Geologically, the Thuringian Forest is defined by a belt of strongly uplifted and deformed metamorphic and igneous rock that divides the relatively flat sedimentary plains of the Thüringer Becken (to the northeast) from similar rock formations in the valley of the Werra (to the southwest). It consists of a large fault block in hercynian orientation, which consists from sandstones and conglomerates of Rotliegend age in its western parts (Eisenach trough), followed by granites and gneisses of the Ruhlaer Kristallin formation of early paleozoic origin which were uplifted in the Rotliegend era, and the conglomerates, sandstones, and abundant volcanic rocks (rhyolites and andesites) of the Oberhof trough.
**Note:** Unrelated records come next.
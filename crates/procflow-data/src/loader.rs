//! File plumbing shared by the loaders: the error type, description
//! formats, file discovery and name lookups.

use serde::de::DeserializeOwned;
use std::collections::HashMap;
use std::path::{Path, PathBuf};

use procflow_core::config::ModelConfig;
use procflow_core::model::ModelError;
use procflow_core::schedule::ScheduleError;

// ===========================================================================
// Errors
// ===========================================================================

#[derive(Debug, thiserror::Error)]
pub enum DataLoadError {
    /// No `{file}.ron`, `.toml` or `.json` in the directory.
    #[error("{dir}: no {file}.ron, {file}.toml or {file}.json")]
    MissingRequired { file: String, dir: PathBuf },

    #[error("{file}: expected a .ron, .toml or .json extension")]
    UnsupportedFormat { file: PathBuf },

    /// The same description exists in two formats.
    #[error("ambiguous description: both {a} and {b} exist")]
    ConflictingFormats { a: PathBuf, b: PathBuf },

    #[error("{file}: {detail}")]
    Parse { file: PathBuf, detail: String },

    /// Malformed CSV: bad quoting, ragged rows, unreadable file.
    #[error("{file}: {error}")]
    Csv {
        file: PathBuf,
        #[source]
        error: csv::Error,
    },

    /// A well-formed CSV row with unusable content.
    #[error("{file}, line {line}: {detail}")]
    InvalidRow {
        file: PathBuf,
        line: usize,
        detail: String,
    },

    #[error("{file}: schedule '{name}': {error}")]
    Schedule {
        file: PathBuf,
        name: String,
        #[source]
        error: ScheduleError,
    },

    #[error("{file}: no {expected_kind} named '{name}'")]
    UnresolvedRef {
        file: PathBuf,
        name: String,
        expected_kind: &'static str,
    },

    #[error("{file}: '{name}' is defined twice")]
    DuplicateName { file: PathBuf, name: String },

    /// The model builder rejected part of the description.
    #[error("{file}: {error}")]
    Model {
        file: PathBuf,
        #[source]
        error: ModelError,
    },

    #[error(transparent)]
    Io(#[from] std::io::Error),
}

impl DataLoadError {
    pub(crate) fn model(file: &Path) -> impl FnOnce(ModelError) -> Self + '_ {
        move |error| DataLoadError::Model {
            file: file.to_path_buf(),
            error,
        }
    }

    pub(crate) fn csv(file: &Path) -> impl FnOnce(csv::Error) -> Self + '_ {
        move |error| DataLoadError::Csv {
            file: file.to_path_buf(),
            error,
        }
    }
}

// ===========================================================================
// Formats
// ===========================================================================

/// Serialization formats accepted for configs and topology descriptions.
#[derive(Debug, Clone, Copy, PartialEq, Eq)]
pub enum Format {
    Ron,
    Toml,
    Json,
}

impl Format {
    /// Lookup order used by [`find_data_file`].
    pub const ALL: [Format; 3] = [Format::Ron, Format::Toml, Format::Json];

    pub fn extension(self) -> &'static str {
        match self {
            Format::Ron => "ron",
            Format::Toml => "toml",
            Format::Json => "json",
        }
    }

    /// The format named by the file's extension.
    pub fn from_path(path: &Path) -> Result<Self, DataLoadError> {
        let ext = path.extension().and_then(|e| e.to_str());
        Self::ALL
            .into_iter()
            .find(|f| Some(f.extension()) == ext)
            .ok_or_else(|| DataLoadError::UnsupportedFormat {
                file: path.to_path_buf(),
            })
    }

    /// Deserialize `text`; the error detail is the parser's message.
    pub fn parse<T: DeserializeOwned>(self, text: &str) -> Result<T, String> {
        match self {
            Format::Ron => ron::from_str(text).map_err(|e| e.to_string()),
            Format::Toml => toml::from_str(text).map_err(|e| e.to_string()),
            Format::Json => serde_json::from_str(text).map_err(|e| e.to_string()),
        }
    }
}

/// Shorthand for [`Format::from_path`].
pub fn detect_format(path: &Path) -> Result<Format, DataLoadError> {
    Format::from_path(path)
}

// ===========================================================================
// Discovery and reading
// ===========================================================================

/// The `{stem}.{ext}` file in `dir`, for any supported extension.
///
/// More than one match is an error rather than a silent pick.
pub fn find_data_file(dir: &Path, stem: &str) -> Result<Option<PathBuf>, DataLoadError> {
    let mut matches = Format::ALL
        .into_iter()
        .map(|f| dir.join(format!("{stem}.{}", f.extension())))
        .filter(|p| p.is_file());
    match (matches.next(), matches.next()) {
        (Some(a), Some(b)) => Err(DataLoadError::ConflictingFormats { a, b }),
        (found, _) => Ok(found),
    }
}

/// [`find_data_file`], with absence reported as `MissingRequired`.
pub fn require_data_file(dir: &Path, stem: &str) -> Result<PathBuf, DataLoadError> {
    match find_data_file(dir, stem)? {
        Some(path) => Ok(path),
        None => Err(DataLoadError::MissingRequired {
            file: stem.to_string(),
            dir: dir.to_path_buf(),
        }),
    }
}

/// Read `path` and deserialize it in the format its extension names.
pub fn deserialize_file<T: DeserializeOwned>(path: &Path) -> Result<T, DataLoadError> {
    let format = Format::from_path(path)?;
    let text = std::fs::read_to_string(path)?;
    format.parse(&text).map_err(|detail| DataLoadError::Parse {
        file: path.to_path_buf(),
        detail,
    })
}

/// Run settings; absent fields keep their defaults.
pub fn load_model_config(path: &Path) -> Result<ModelConfig, DataLoadError> {
    deserialize_file(path)
}

// ===========================================================================
// Name lookups
// ===========================================================================

pub fn resolve_name<'a, V>(
    names: &'a HashMap<String, V>,
    name: &str,
    file: &Path,
    expected_kind: &'static str,
) -> Result<&'a V, DataLoadError> {
    names.get(name).ok_or_else(|| DataLoadError::UnresolvedRef {
        file: file.to_path_buf(),
        name: name.to_string(),
        expected_kind,
    })
}

/// Fails if `name` is already taken.
pub fn check_duplicate<V>(
    names: &HashMap<String, V>,
    name: &str,
    file: &Path,
) -> Result<(), DataLoadError> {
    if !names.contains_key(name) {
        return Ok(());
    }
    Err(DataLoadError::DuplicateName {
        file: file.to_path_buf(),
        name: name.to_string(),
    })
}

#[cfg(test)]
mod tests {
    use super::*;
    use procflow_core::schedule::TimeUnit;
    use std::fs;
    use tempfile::TempDir;

    #[test]
    fn formats_follow_the_extension() {
        for format in Format::ALL {
            let path = PathBuf::from(format!("run.{}", format.extension()));
            assert_eq!(Format::from_path(&path).unwrap(), format);
        }
        for name in ["run.yaml", "run", "run.RON"] {
            assert!(matches!(
                detect_format(Path::new(name)),
                Err(DataLoadError::UnsupportedFormat { .. })
            ));
        }
    }

    #[test]
    fn parse_reports_parser_detail() {
        let parsed: Vec<u32> = Format::Json.parse("[1, 2]").unwrap();
        assert_eq!(parsed, [1, 2]);
        let detail = Format::Ron.parse::<Vec<u32>>("[1, ").unwrap_err();
        assert!(!detail.is_empty());
    }

    #[test]
    fn discovery_in_a_directory() {
        let dir = TempDir::new().unwrap();
        assert_eq!(find_data_file(dir.path(), "model").unwrap(), None);
        let err = require_data_file(dir.path(), "model").unwrap_err();
        assert!(err.to_string().ends_with("no model.ron, model.toml or model.json"));

        fs::write(dir.path().join("model.toml"), "").unwrap();
        assert_eq!(
            require_data_file(dir.path(), "model").unwrap(),
            dir.path().join("model.toml")
        );

        fs::write(dir.path().join("model.json"), "{}").unwrap();
        match find_data_file(dir.path(), "model") {
            Err(DataLoadError::ConflictingFormats { a, b }) => {
                assert_eq!(a, dir.path().join("model.toml"));
                assert_eq!(b, dir.path().join("model.json"));
            }
            other => panic!("expected a conflict, got {other:?}"),
        }
    }

    #[test]
    fn directories_are_not_description_files() {
        let dir = TempDir::new().unwrap();
        fs::create_dir(dir.path().join("model.ron")).unwrap();
        assert_eq!(find_data_file(dir.path(), "model").unwrap(), None);
    }

    #[test]
    fn model_config_in_each_format() {
        let dir = TempDir::new().unwrap();
        let ron_path = dir.path().join("run.ron");
        fs::write(&ron_path, "(duration: 480.0, warm_up: 60.0, seed: 7, time_unit: hours)").unwrap();
        let config = load_model_config(&ron_path).unwrap();
        assert_eq!(config.duration, 480.0);
        assert_eq!(config.warm_up, 60.0);
        assert_eq!(config.seed, 7);
        assert_eq!(config.time_unit, TimeUnit::Hours);
        assert_eq!(config.entity_pool_size, 500);

        let toml_path = dir.path().join("run.toml");
        fs::write(&toml_path, "duration = 100.0\ncollect_entity_type_stats = false\n").unwrap();
        let config = load_model_config(&toml_path).unwrap();
        assert_eq!(config.duration, 100.0);
        assert!(!config.collect_entity_type_stats);

        let json_path = dir.path().join("run.json");
        fs::write(&json_path, r#"{"duration": 50.0, "routing_retry_delay": 2.5}"#).unwrap();
        let config = load_model_config(&json_path).unwrap();
        assert_eq!(config.routing_retry_delay, 2.5);
        assert_eq!(config.retry_log_interval, 100);
    }

    #[test]
    fn parse_errors_name_the_file() {
        let dir = TempDir::new().unwrap();
        let path = dir.path().join("run.json");
        fs::write(&path, "{ not json").unwrap();
        match load_model_config(&path) {
            Err(DataLoadError::Parse { file, .. }) => assert_eq!(file, path),
            other => panic!("expected a parse error, got {other:?}"),
        }
        let missing = dir.path().join("absent.toml");
        assert!(matches!(load_model_config(&missing), Err(DataLoadError::Io(_))));
    }

    #[test]
    fn name_lookups() {
        let names = HashMap::from([("Day".to_string(), 3)]);
        let file = Path::new("model.toml");

        assert_eq!(*resolve_name(&names, "Day", file, "schedule").unwrap(), 3);
        let err = resolve_name(&names, "Night", file, "schedule").unwrap_err();
        assert_eq!(err.to_string(), "model.toml: no schedule named 'Night'");

        assert!(check_duplicate(&names, "Night", file).is_ok());
        let err = check_duplicate(&names, "Day", file).unwrap_err();
        assert_eq!(err.to_string(), "model.toml: 'Day' is defined twice");
    }
}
Ore deposits associated with the upthrust of the range have been of significant historical importance in the development of the region, for example, the metalworking tradition in Suhl and the mining history of Ilmenau.

The uplift of the horst-like fault block was part of the Saxonian tectonic processes and is understood as a long range effect of the Alpine orogeny. It began in the upper Cretaceous era and ended in the late Tertiary after about 40 million years.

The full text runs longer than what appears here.